Wearable Tech World Feature Article
August 13, 2013

Police Departments Leverage Wearable Tech to Keep an Eye on Officers

It isn’t hyperbole to say that we are approaching a new ‘Age of Awareness’ based on the direction wearable technology is going. Indeed, the recently wrapped up Wearable Tech Expo had a number of cutting edge solutions and gadgets on display, from headsets to glasses to smart watches and clothing and beyond.

No matter the type of device, though, there seems to be one prevailing theme: video. Whether it’s Google Glass allowing users to record everything they see, or something more conventional, a lot of wearable devices make it easy to document nearly every occasion.

For some, this is nothing more than an invasion of privacy, but there are some situations where this is necessary. Take, for example, a police officer out on patrol. It’s already common practice to record all traffic stops from a camera mounted on police cruisers’ dash, after all.

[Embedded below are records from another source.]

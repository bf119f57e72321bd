pub mod deflate;
pub mod raw;

use crate::error::{ZipError, ZipResult};

pub use self::deflate::InflateStream;
pub use self::raw::StoredStream;

pub const DEFAULT_BUFFER_SIZE: usize = 4096;
const SKIP_BUF_SIZE: usize = 512;

#[derive(Debug, Clone, Copy, PartialEq, Eq)]
pub enum StreamState {
    Reading,
    /// The last inflate call filled the caller's buffer; output may be pending.
    Draining,
    Finished,
    /// A read failed; every later read reports the same error.
    Failed,
    Closed,
}

/// A finite, non-restartable stream of one entry's plaintext.
pub trait EntryStream {
    /// Read up to `buf.len()` bytes. `Ok(0)` means end of stream.
    fn read(&mut self, buf: &mut [u8]) -> ZipResult<usize>;

    /// Rough liveness hint: 0 once the stream is known to be done, 1 otherwise.
    fn available(&self) -> usize;

    /// Release the decompressor and the underlying reader.
    fn close(&mut self) -> ZipResult<()>;

    /// Read and discard up to `n` bytes, returning how many were skipped.
    fn skip(&mut self, n: i64) -> ZipResult<u64> {
        if n < 0 {
            return Err(ZipError::invalid_input(format!("negative skip length {n}")));
        }
        let limit = n as u64;
        let mut scratch = [0u8; SKIP_BUF_SIZE];
        let mut total = 0u64;
        while total < limit {
            let want = (limit - total).min(SKIP_BUF_SIZE as u64) as usize;
            let got = self.read(&mut scratch[..want])?;
            if got == 0 {
                break;
            }
            total += got as u64;
        }
        Ok(total)
    }

    /// Read the rest of the stream into `out`.
    fn read_to_end(&mut self, out: &mut Vec<u8>) -> ZipResult<usize> {
        let mut buf = [0u8; DEFAULT_BUFFER_SIZE];
        let mut total = 0;
        loop {
            let n = self.read(&mut buf)?;
            if n == 0 {
                return Ok(total);
            }
            out.extend_from_slice(&buf[..n]);
            total += n;
        }
    }
}

/// Running CRC-32 of the produced plaintext, checked when the stream ends.
pub(crate) struct CrcCheck {
    hasher: crc32fast::Hasher,
    expected: u32,
}

impl CrcCheck {
    pub(crate) fn new(expected: u32) -> Self {
        Self {
            hasher: crc32fast::Hasher::new(),
            expected,
        }
    }

    pub(crate) fn update(&mut self, data: &[u8]) {
        self.hasher.update(data);
    }

    pub(crate) fn verify(&self) -> ZipResult<()> {
        let got = self.hasher.clone().finalize();
        if got != self.expected {
            return Err(ZipError::CrcMismatch {
                expected: self.expected,
                got,
            });
        }
        Ok(())
    }
}

#[cfg(test)]
mod tests {
    use super::*;

    struct Counting {
        left: u64,
        reads: usize,
    }

    impl EntryStream for Counting {
        fn read(&mut self, buf: &mut [u8]) -> ZipResult<usize> {
            self.reads += 1;
            let n = self.left.min(buf.len() as u64) as usize;
            self.left -= n as u64;
            Ok(n)
        }

        fn available(&self) -> usize {
            usize::from(self.left > 0)
        }

        fn close(&mut self) -> ZipResult<()> {
            Ok(())
        }
    }

    #[test]
    fn test_skip_zero() {
        let mut s = Counting { left: 10, reads: 0 };
        assert_eq!(s.skip(0).unwrap(), 0);
        assert_eq!(s.reads, 0);
        assert_eq!(s.left, 10);
    }

    #[test]
    fn test_skip_negative() {
        let mut s = Counting { left: 10, reads: 0 };
        assert!(matches!(s.skip(-1), Err(ZipError::InvalidInput(_))));
    }

    #[test]
    fn test_skip_past_end() {
        let mut s = Counting { left: 1000, reads: 0 };
        assert_eq!(s.skip(600).unwrap(), 600);
        assert_eq!(s.skip(600).unwrap(), 400);
        assert_eq!(s.available(), 0);
    }

    #[test]
    fn test_crc_check() {
        let mut c = CrcCheck::new(crc32fast::hash(b"hello"));
        c.update(b"hel");
        c.update(b"lo");
        c.verify().unwrap();
        c.update(b"!");
        assert!(matches!(c.verify(), Err(ZipError::CrcMismatch { .. })));
    }
}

Recently, the Richmond County Sherriff’s Office in Augusta, Ga., began leveraging wearable technology to keep better track of officers out on duty, according to The Augusta Chronicle. Specifically, officers are now using a Muvi body camera clipped at chest level to create more detailed video records of traffic stops and other interactions with the public.

Deputy Stephen Jones, who has worn a test Muvi unit for around two weeks, praised the device as a method of vindication, stating, “You can upload the videos, download them to a CD and turn them in as evidence to rectify any kind of complaints against you.”

Other police departments in the U.S. have implemented similar programs, such as the Waynesboro Police Department of Virginia, where all sworn officers are equipped with cameras by policy. This ensures that all officers maintain professional conduct at all times.

Indeed, having an up-close eye on a situation is more effective than the long-distance angle provided by dash-mounted cameras. Best of all, since the technology used in such wearable tech devices is now much cheaper than even two years ago — some departments are spending as little as $100 to $200 per unit — police departments can implement these measures without drastically affecting their bottom lines.